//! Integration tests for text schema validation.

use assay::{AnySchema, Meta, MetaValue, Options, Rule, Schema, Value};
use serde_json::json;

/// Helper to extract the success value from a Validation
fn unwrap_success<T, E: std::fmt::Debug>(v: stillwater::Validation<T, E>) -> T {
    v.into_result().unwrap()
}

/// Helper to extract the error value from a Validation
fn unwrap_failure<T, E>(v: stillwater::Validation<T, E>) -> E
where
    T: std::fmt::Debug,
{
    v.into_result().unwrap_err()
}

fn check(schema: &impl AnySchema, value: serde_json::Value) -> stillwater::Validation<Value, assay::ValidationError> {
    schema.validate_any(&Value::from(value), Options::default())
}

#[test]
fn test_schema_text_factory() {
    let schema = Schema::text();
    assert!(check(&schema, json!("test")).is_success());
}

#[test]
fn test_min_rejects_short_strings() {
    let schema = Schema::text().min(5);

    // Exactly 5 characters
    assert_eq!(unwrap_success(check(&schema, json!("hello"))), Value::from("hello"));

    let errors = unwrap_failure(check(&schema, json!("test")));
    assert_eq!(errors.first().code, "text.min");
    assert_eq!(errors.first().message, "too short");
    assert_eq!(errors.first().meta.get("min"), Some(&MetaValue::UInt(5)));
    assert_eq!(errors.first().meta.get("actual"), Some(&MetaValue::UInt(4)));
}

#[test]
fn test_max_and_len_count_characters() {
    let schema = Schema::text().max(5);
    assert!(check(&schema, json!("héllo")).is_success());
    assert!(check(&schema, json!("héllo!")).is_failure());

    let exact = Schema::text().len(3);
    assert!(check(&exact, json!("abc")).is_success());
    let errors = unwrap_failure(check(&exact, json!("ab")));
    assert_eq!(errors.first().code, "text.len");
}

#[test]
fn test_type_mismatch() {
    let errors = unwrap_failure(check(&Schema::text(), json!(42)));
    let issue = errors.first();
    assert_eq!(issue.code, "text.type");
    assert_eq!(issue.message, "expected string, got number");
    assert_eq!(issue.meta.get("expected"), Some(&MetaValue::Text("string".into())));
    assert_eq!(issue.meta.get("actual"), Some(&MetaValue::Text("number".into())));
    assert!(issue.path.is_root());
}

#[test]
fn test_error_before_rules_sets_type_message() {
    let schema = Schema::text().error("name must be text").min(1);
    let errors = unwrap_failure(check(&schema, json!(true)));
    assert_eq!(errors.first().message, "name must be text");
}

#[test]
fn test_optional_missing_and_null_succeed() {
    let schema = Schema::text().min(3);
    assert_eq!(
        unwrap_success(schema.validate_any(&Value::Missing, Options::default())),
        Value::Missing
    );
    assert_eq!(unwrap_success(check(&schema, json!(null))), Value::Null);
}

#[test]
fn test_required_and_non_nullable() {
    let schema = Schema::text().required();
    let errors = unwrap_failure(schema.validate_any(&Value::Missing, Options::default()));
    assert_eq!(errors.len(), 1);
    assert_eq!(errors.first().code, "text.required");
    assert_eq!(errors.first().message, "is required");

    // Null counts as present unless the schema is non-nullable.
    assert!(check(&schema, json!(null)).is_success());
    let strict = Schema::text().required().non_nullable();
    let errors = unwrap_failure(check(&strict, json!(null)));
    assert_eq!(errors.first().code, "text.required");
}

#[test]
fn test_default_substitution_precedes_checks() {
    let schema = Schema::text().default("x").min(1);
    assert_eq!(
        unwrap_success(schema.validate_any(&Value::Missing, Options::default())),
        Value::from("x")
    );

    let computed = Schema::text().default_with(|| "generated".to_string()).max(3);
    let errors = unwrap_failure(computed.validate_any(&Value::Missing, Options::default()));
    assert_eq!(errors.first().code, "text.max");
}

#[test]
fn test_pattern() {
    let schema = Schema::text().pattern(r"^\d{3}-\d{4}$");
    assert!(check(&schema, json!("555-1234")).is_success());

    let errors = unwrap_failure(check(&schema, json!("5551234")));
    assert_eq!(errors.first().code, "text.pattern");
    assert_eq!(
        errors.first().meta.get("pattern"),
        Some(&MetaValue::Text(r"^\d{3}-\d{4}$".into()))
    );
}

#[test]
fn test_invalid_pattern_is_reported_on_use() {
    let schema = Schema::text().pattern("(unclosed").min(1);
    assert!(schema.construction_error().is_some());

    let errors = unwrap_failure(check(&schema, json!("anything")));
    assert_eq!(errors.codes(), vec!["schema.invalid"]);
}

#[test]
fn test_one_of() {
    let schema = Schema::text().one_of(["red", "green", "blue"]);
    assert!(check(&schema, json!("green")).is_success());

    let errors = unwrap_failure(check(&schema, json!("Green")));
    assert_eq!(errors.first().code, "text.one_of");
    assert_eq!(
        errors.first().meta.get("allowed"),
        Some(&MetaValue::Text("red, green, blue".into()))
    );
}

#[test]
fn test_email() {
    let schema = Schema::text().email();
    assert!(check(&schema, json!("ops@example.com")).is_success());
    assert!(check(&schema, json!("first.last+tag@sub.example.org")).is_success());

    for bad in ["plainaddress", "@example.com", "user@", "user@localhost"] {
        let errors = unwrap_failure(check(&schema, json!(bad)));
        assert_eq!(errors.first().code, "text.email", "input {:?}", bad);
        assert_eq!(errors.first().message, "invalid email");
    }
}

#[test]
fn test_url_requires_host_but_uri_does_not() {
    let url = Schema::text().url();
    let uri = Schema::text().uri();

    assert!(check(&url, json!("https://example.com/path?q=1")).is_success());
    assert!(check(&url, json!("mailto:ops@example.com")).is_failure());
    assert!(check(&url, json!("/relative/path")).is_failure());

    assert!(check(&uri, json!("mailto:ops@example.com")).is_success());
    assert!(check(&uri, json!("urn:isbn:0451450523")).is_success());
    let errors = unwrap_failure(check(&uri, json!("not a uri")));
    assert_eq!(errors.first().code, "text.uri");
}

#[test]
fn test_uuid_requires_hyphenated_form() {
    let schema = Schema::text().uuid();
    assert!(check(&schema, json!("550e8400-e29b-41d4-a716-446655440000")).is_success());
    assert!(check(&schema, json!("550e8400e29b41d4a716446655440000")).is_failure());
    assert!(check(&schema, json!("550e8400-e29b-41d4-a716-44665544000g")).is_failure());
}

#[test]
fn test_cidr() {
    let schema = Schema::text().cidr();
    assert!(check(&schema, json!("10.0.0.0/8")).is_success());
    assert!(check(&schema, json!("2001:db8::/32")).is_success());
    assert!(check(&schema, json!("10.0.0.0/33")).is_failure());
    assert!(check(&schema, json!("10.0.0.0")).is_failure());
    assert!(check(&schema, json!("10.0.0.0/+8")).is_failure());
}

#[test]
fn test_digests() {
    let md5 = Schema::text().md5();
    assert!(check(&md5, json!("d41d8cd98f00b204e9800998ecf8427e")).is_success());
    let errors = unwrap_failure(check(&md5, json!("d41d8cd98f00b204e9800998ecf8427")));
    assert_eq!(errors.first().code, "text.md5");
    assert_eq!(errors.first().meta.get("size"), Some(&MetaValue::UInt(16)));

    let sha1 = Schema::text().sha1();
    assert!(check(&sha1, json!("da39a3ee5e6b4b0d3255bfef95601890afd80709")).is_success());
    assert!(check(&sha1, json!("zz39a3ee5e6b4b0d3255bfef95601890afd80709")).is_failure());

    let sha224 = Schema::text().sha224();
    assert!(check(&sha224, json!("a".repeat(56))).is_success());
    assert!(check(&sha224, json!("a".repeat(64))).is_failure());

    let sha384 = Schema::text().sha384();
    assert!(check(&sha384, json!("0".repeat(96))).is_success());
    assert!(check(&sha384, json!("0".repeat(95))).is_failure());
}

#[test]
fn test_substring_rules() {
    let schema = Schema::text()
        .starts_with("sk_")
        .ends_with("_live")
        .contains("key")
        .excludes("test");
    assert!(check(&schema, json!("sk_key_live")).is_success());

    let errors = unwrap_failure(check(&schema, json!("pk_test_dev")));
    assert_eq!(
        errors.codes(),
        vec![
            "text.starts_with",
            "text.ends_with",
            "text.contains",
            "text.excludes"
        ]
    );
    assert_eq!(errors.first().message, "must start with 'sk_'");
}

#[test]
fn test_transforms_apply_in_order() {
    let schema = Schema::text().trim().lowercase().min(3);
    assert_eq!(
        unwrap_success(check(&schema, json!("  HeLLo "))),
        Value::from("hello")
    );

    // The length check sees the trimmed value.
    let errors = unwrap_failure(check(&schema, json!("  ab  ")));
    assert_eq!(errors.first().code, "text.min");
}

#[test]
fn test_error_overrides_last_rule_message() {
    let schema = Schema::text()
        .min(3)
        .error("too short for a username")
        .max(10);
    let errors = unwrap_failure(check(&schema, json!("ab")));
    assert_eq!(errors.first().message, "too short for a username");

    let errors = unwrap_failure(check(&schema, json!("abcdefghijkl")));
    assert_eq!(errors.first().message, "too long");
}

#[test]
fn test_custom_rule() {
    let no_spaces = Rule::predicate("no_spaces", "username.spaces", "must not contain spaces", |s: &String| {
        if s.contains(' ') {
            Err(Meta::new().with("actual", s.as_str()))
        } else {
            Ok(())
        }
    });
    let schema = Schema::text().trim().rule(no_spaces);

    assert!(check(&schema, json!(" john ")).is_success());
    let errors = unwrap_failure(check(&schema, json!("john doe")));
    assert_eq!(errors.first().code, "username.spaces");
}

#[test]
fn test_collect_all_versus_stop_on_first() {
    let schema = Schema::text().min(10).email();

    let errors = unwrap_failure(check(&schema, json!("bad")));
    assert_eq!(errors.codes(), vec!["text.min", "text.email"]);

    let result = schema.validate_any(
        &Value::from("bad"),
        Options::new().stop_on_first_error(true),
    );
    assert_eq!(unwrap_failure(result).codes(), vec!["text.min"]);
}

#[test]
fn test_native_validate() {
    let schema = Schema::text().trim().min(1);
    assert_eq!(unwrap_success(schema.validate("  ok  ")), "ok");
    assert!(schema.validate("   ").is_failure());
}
= = = = = = =
* [ABOUT THIS TASK]: From the first line of the data above through the line containing "let schema = Schema::text().max(5);", set each line down again exactly; include both ends and omit everything else.

* [EXERCISE OUTPUT]:
//! Integration tests for text schema validation.

use assay::{AnySchema, Meta, MetaValue, Options, Rule, Schema, Value};
use serde_json::json;

/// Helper to extract the success value from a Validation
fn unwrap_success<T, E: std::fmt::Debug>(v: stillwater::Validation<T, E>) -> T {
    v.into_result().unwrap()
}

/// Helper to extract the error value from a Validation
fn unwrap_failure<T, E>(v: stillwater::Validation<T, E>) -> E
where
    T: std::fmt::Debug,
{
    v.into_result().unwrap_err()
}

fn check(schema: &impl AnySchema, value: serde_json::Value) -> stillwater::Validation<Value, assay::ValidationError> {
    schema.validate_any(&Value::from(value), Options::default())
}

#[test]
fn test_schema_text_factory() {
    let schema = Schema::text();
    assert!(check(&schema, json!("test")).is_success());
}

#[test]
fn test_min_rejects_short_strings() {
    let schema = Schema::text().min(5);

    // Exactly 5 characters
    assert_eq!(unwrap_success(check(&schema, json!("hello"))), Value::from("hello"));

    let errors = unwrap_failure(check(&schema, json!("test")));
    assert_eq!(errors.first().code, "text.min");
    assert_eq!(errors.first().message, "too short");
    assert_eq!(errors.first().meta.get("min"), Some(&MetaValue::UInt(5)));
    assert_eq!(errors.first().meta.get("actual"), Some(&MetaValue::UInt(4)));
}

#[test]
fn test_max_and_len_count_characters() {
    let schema = Schema::text().max(5);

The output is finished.